Gene Ontology (GO) enrichment analysis was performed to characterize the cellular pathways affected by HAL-ES. We focused on the top 30 GO terms with the most differentially expressed genes (DEGs), all of which were associated with the C. albicans ribosome. In terms of molecular functions, catalytic activity acting on RNA was significantly enriched. In terms of biological processes, the categories of rRNA metabolic processes, ribosome biogenesis, and rRNA processing were notably enriched. At the cellular component level, nucleolus, preribosome, and large subunit precursors were significantly enriched (Fig. 9B). We utilized the Kyoto Encyclopedia of Genes and Genomes (KEGG) database to determine the signaling pathways related to the DEGs (Fig. 9C). The signaling pathways affected by HAL-ES included mainly those involved in ribosome biogenesis and RNA polymerase synthesis (false-discovery rate, <0.01). Other pathways also significantly affected by treatment included glycolysis and gluconeogenesis, galactose metabolism, fructose and mannose metabolism, and alanine, aspartate, and glutamate metabolism (false-discovery rate, <0.05), indicating that the treatment also changed the unique metabolic activity of biofilms (4). Based on the protein-protein interaction (PPI) network, the top 30 hub genes screened by degree had downregulated expression and were related to ribosome biogenesis (Fig. 9D).
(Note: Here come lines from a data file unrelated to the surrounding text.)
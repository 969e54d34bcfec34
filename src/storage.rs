//! Durable key-value storage for the persisted session.
//!
//! DESIGN
//! ======
//! The session survives restarts as two string entries (`jwt_token` and
//! `user`). `KeyValueStore` is the seam: `FileStore` backs the CLI with a
//! single JSON object on disk, `MemoryStore` backs tests and ephemeral
//! contexts.
//!
//! TRADE-OFFS
//! ==========
//! `FileStore` rewrites the whole file on every mutation via temp file +
//! rename. The file holds two small entries, so atomic replacement wins
//! over incremental writes. A corrupt file reads as empty; the next write
//! replaces it.

use std::collections::BTreeMap;
use std::path::{Path, PathBuf};
use std::sync::Mutex;

use crate::error::StorageError;

/// Storage key of the raw bearer token.
pub const TOKEN_KEY: &str = "jwt_token";
/// Storage key of the JSON-serialized user record.
pub const USER_KEY: &str = "user";

/// Synchronous string-to-string store with localStorage semantics.
pub trait KeyValueStore: Send + Sync {
    /// Read a value. Absent keys are `Ok(None)`.
    fn get(&self, key: &str) -> Result<Option<String>, StorageError>;

    /// Insert or overwrite a value.
    fn set(&self, key: &str, value: &str) -> Result<(), StorageError>;

    /// Remove a key. Removing an absent key is not an error.
    fn remove(&self, key: &str) -> Result<(), StorageError>;
}

// =============================================================================
// MEMORY STORE
// =============================================================================

#[derive(Debug, Default)]
pub struct MemoryStore {
    entries: Mutex<BTreeMap<String, String>>,
}

impl MemoryStore {
    #[must_use]
    pub fn new() -> Self {
        Self::default()
    }
}

impl KeyValueStore for MemoryStore {
    fn get(&self, key: &str) -> Result<Option<String>, StorageError> {
        let entries = self.entries.lock().map_err(|_| StorageError::Poisoned)?;
        Ok(entries.get(key).cloned())
    }

    fn set(&self, key: &str, value: &str) -> Result<(), StorageError> {
        let mut entries = self.entries.lock().map_err(|_| StorageError::Poisoned)?;
        entries.insert(key.to_owned(), value.to_owned());
        Ok(())
    }

    fn remove(&self, key: &str) -> Result<(), StorageError> {
        let mut entries = self.entries.lock().map_err(|_| StorageError::Poisoned)?;
        entries.remove(key);
        Ok(())
    }
}

// =============================================================================
// FILE STORE
// =============================================================================

/// JSON-object file store. All access is serialized through an in-process
/// lock; concurrent writers in other processes are last-writer-wins.
#[derive(Debug)]
pub struct FileStore {
    path: PathBuf,
    lock: Mutex<()>,
}

impl FileStore {
    #[must_use]
    pub fn new(path: impl Into<PathBuf>) -> Self {
        Self { path: path.into(), lock: Mutex::new(()) }
    }

    #[must_use]
    pub fn path(&self) -> &Path {
        &self.path
    }

    fn read_all(&self) -> Result<BTreeMap<String, String>, StorageError> {
        let raw = match std::fs::read(&self.path) {
            Ok(raw) => raw,
            Err(e) if e.kind() == std::io::ErrorKind::NotFound => return Ok(BTreeMap::new()),
            Err(e) => return Err(e.into()),
        };
        // Any undecodable content, invalid UTF-8 included, reads as empty so
        // the next write can replace it.
        match serde_json::from_slice(&raw) {
            Ok(entries) => Ok(entries),
            Err(e) => {
                tracing::warn!(path = %self.path.display(), error = %e, "session file unreadable; treating as empty");
                Ok(BTreeMap::new())
            }
        }
    }

    fn write_all(&self, entries: &BTreeMap<String, String>) -> Result<(), StorageError> {
        if let Some(parent) = self.path.parent() {
            if !parent.as_os_str().is_empty() {
                std::fs::create_dir_all(parent)?;
            }
        }
        let rendered = serde_json::to_string_pretty(entries)?;
        let tmp = self.path.with_extension("tmp");
        std::fs::write(&tmp, rendered)?;
        std::fs::rename(&tmp, &self.path)?;
        Ok(())
    }

    fn mutate<F>(&self, apply: F) -> Result<(), StorageError>
    where
        F: FnOnce(&mut BTreeMap<String, String>) -> bool,
    {
        let _guard = self.lock.lock().map_err(|_| StorageError::Poisoned)?;
        let mut entries = self.read_all()?;
        if apply(&mut entries) {
            self.write_all(&entries)?;
        }
        Ok(())
    }
}

impl KeyValueStore for FileStore {
    fn get(&self, key: &str) -> Result<Option<String>, StorageError> {
        let _guard = self.lock.lock().map_err(|_| StorageError::Poisoned)?;
        Ok(self.read_all()?.remove(key))
    }

    fn set(&self, key: &str, value: &str) -> Result<(), StorageError> {
        self.mutate(|entries| {
            entries.insert(key.to_owned(), value.to_owned());
            true
        })
    }

    fn remove(&self, key: &str) -> Result<(), StorageError> {
        self.mutate(|entries| entries.remove(key).is_some())
    }
}

#[cfg(test)]
#[path = "storage_test.rs"]
mod tests;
In conclusion, these results suggest that HAL-ES reduces zinc homeostasis-related gene expression in biofilms, thereby inhibiting ribosome biogenesis and ultimately reducing C. albicans protein translation processes.

DISCUSSION

Because our previous study described the effective antibiofilm activity of HAL-ES (5), this study further elucidated its mechanism and provided a theoretical basis for its clinical application in the treatment of candidiasis. HAL is a photosensitizer with antimicrobial effects (8), and ES is a nanovesicle carrier that also has antimicrobial activity in the presence of ethanol (20). We found that under biofilm-inducing conditions, HAL-ES inhibited the progression of various stages of biofilm formation, including early adhesion and hyphal formation and elongation in mid-development, as well as three-dimensional structure formation during maturation stages. Moreover, its antifungal effects were enhanced in comparison to those of fluconazole, HAL, or ES. Surprisingly, after only a brief exposure to HAL-ES, C. albicans showed a significant reduction in adhesion, hypha-forming ability, and fluconazole resistance. This is of great significance for the local application of HAL-ES in infected tissue, as it could prevent biofilm formation and the occurrence and development of invasive Candida infections. However, for yeast cultured in YPD medium, no significant differences were observed in the antifungal effects of ethanol, ES, or HAL-ES with the same ethanol concentration. Therefore, the antifungal effects varied under different culture conditions or C. albicans phenotypes. C. albicans was particularly sensitive to HAL-ES treatment under biofilm-inducing culture conditions.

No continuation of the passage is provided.